● **TASK GOAL**
Give back each line of the material that contains the word "place".

● **EXTRACTED INFORMATION**
Segment Open

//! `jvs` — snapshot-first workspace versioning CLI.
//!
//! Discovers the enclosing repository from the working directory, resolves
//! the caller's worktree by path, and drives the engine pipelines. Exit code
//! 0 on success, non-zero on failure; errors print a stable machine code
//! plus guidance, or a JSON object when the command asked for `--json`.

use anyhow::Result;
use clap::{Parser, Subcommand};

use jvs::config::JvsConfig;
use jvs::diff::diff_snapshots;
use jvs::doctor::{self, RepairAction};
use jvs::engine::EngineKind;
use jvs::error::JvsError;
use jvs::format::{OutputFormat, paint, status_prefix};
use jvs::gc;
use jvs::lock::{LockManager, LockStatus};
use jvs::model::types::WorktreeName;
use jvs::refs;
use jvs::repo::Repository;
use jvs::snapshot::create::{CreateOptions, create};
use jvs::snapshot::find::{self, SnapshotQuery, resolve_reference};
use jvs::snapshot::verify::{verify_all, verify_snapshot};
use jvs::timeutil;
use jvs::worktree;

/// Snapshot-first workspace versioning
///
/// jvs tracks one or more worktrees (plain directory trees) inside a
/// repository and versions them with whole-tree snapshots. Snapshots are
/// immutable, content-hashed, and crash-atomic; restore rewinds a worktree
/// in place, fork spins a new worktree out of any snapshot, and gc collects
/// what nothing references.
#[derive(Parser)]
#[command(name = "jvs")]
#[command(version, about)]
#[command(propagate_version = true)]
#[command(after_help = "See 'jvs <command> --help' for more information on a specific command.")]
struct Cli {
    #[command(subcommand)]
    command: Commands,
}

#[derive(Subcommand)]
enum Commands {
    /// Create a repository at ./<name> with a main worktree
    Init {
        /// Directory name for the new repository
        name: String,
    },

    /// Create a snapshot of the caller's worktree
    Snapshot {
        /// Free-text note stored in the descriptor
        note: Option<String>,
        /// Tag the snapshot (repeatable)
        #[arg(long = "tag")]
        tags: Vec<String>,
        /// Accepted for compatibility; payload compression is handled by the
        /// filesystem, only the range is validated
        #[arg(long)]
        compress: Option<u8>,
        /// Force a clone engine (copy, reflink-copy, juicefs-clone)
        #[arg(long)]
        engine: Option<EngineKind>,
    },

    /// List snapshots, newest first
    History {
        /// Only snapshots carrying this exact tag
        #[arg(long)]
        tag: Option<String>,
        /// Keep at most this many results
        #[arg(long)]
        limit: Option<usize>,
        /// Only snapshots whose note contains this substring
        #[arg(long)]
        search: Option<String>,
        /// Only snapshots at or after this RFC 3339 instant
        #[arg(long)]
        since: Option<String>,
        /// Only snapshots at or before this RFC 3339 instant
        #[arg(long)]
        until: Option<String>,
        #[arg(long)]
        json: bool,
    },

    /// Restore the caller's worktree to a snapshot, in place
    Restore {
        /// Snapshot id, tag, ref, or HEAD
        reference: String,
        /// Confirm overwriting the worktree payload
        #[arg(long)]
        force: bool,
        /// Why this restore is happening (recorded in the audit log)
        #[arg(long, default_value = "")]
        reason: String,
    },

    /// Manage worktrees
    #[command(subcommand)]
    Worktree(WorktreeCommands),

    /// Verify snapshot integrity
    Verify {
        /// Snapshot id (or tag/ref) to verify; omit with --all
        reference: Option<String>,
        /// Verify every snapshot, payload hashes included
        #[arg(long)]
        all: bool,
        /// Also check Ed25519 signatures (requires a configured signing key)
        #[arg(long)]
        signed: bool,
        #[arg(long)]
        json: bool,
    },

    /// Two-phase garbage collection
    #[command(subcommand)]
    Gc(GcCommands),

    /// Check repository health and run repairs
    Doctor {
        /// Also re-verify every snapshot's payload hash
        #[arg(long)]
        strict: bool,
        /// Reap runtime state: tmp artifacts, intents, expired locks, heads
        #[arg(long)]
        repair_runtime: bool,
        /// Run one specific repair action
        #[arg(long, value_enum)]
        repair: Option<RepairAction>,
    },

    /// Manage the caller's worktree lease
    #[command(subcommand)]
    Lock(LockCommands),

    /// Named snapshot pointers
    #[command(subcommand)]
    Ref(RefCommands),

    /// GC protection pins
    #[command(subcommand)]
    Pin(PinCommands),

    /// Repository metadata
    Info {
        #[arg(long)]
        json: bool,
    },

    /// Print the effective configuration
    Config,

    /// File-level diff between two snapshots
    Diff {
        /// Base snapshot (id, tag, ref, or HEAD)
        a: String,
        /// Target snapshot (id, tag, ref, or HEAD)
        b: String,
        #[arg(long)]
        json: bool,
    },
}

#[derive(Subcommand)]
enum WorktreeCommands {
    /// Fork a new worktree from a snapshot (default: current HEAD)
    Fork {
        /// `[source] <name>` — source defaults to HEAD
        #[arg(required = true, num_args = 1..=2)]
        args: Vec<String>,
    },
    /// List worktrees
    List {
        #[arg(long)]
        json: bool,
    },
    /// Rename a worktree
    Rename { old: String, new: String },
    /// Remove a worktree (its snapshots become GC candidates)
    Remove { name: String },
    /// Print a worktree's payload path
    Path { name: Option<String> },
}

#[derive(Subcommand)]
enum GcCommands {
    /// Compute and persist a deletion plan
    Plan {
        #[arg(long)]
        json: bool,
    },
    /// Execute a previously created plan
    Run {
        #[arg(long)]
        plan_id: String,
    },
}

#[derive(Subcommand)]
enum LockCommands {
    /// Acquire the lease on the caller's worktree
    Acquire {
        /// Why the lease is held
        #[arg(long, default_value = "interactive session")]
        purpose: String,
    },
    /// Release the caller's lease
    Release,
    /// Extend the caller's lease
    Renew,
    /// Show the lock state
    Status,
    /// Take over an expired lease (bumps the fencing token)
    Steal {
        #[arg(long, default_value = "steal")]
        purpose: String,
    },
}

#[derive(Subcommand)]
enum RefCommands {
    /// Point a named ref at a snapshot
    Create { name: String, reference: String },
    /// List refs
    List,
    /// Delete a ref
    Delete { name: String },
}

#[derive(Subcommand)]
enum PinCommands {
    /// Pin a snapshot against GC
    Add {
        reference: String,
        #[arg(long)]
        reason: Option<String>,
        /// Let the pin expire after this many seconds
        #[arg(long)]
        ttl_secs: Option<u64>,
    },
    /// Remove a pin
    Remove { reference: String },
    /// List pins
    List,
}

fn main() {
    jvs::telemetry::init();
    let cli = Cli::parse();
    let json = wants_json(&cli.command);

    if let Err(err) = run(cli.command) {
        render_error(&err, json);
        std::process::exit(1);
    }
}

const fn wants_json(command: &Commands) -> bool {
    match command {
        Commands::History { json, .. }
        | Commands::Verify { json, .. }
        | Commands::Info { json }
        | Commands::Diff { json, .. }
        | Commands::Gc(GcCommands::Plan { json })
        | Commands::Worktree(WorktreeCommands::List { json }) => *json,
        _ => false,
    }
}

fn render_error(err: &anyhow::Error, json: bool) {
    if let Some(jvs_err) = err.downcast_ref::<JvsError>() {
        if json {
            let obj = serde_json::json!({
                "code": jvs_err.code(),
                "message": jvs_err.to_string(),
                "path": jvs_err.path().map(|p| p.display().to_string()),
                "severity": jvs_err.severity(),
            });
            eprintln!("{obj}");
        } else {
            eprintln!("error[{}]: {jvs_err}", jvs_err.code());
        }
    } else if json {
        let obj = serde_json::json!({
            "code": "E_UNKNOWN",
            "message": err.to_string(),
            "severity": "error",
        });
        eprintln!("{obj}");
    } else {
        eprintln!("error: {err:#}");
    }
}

Segment Closed
Segment Open

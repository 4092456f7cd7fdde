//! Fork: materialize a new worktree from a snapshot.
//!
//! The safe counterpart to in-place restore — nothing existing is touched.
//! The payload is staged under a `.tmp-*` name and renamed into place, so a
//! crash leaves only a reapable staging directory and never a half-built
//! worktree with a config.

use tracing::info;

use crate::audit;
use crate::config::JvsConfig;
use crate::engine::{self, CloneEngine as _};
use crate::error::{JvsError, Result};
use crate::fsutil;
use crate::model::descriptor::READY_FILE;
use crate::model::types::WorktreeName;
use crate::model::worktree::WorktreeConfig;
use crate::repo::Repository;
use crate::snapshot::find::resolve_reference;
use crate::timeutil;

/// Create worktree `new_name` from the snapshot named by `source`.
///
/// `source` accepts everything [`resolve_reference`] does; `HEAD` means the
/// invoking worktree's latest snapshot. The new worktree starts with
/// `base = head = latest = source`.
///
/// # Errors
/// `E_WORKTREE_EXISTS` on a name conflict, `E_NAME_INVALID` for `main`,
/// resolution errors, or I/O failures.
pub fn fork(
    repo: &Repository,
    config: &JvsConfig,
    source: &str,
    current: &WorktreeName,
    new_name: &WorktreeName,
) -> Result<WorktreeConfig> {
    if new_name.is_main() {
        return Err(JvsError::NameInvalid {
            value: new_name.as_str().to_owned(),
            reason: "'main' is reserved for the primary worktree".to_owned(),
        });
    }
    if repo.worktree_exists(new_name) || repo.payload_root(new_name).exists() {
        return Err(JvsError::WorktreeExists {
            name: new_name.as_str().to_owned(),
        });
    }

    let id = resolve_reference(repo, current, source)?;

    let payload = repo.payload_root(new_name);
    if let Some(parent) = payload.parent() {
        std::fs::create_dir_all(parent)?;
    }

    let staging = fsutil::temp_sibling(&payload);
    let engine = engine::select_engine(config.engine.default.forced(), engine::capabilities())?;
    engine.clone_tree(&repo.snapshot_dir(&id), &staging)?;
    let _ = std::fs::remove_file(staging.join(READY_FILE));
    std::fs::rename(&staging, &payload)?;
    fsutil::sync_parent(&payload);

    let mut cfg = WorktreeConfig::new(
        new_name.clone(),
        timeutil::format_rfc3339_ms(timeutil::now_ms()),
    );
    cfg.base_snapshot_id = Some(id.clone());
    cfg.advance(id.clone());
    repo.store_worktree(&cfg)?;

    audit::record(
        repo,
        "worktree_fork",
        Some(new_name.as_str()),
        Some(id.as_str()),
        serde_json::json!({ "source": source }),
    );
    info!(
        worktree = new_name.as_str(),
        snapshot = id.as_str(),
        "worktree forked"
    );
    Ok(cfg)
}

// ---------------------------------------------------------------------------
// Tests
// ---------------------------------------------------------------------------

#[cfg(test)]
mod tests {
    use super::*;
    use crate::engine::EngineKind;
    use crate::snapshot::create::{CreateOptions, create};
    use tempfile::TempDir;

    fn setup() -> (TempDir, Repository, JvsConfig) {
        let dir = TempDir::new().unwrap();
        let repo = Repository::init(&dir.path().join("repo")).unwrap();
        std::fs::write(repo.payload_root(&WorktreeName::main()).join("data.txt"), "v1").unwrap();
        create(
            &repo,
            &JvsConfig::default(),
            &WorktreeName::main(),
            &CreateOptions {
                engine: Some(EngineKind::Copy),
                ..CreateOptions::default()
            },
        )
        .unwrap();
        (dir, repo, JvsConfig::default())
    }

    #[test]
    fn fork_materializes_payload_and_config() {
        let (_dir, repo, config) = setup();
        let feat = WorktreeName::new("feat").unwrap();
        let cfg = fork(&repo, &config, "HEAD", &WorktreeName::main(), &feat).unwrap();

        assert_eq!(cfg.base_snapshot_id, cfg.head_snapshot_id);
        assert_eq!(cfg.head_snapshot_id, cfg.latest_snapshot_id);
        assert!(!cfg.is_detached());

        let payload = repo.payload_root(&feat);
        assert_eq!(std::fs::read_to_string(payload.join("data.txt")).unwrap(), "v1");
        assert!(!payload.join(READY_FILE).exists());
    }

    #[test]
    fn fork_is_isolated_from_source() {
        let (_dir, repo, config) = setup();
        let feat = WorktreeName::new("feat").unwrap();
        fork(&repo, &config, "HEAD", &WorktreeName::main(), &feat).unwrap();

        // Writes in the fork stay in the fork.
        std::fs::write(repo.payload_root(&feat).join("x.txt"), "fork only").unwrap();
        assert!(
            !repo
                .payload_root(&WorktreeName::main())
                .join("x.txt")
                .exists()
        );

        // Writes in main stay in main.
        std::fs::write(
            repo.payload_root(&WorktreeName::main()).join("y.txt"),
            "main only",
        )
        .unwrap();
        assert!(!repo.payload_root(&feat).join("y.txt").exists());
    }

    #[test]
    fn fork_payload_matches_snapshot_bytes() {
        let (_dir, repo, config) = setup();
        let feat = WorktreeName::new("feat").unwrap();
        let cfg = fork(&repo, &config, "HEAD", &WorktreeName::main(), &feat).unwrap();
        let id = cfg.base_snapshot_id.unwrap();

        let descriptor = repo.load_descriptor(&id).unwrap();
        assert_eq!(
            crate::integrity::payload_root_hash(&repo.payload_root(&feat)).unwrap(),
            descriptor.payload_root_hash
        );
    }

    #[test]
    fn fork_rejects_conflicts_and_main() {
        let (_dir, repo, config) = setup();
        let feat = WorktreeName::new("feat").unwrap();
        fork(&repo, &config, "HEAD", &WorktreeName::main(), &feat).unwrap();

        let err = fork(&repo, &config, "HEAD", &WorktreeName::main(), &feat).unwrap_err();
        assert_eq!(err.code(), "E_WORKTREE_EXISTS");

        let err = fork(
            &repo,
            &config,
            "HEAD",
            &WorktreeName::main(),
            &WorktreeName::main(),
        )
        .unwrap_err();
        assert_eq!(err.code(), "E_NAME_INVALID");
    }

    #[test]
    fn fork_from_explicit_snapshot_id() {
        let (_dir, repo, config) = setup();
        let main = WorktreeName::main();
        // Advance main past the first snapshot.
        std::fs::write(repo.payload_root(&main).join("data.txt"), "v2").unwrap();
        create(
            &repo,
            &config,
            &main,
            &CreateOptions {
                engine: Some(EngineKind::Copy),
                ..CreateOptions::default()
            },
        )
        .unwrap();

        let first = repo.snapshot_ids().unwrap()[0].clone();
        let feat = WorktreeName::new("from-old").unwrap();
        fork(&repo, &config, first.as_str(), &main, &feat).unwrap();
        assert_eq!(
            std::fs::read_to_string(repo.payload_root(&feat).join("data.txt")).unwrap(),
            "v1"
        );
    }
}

Segment Closed

● **TASK SOLUTION**
/// in place, fork spins a new worktree out of any snapshot, and gc collects
    /// Restore the caller's worktree to a snapshot, in place
//! The safe counterpart to in-place restore — nothing existing is touched.
//! The payload is staged under a `.tmp-*` name and renamed into place, so a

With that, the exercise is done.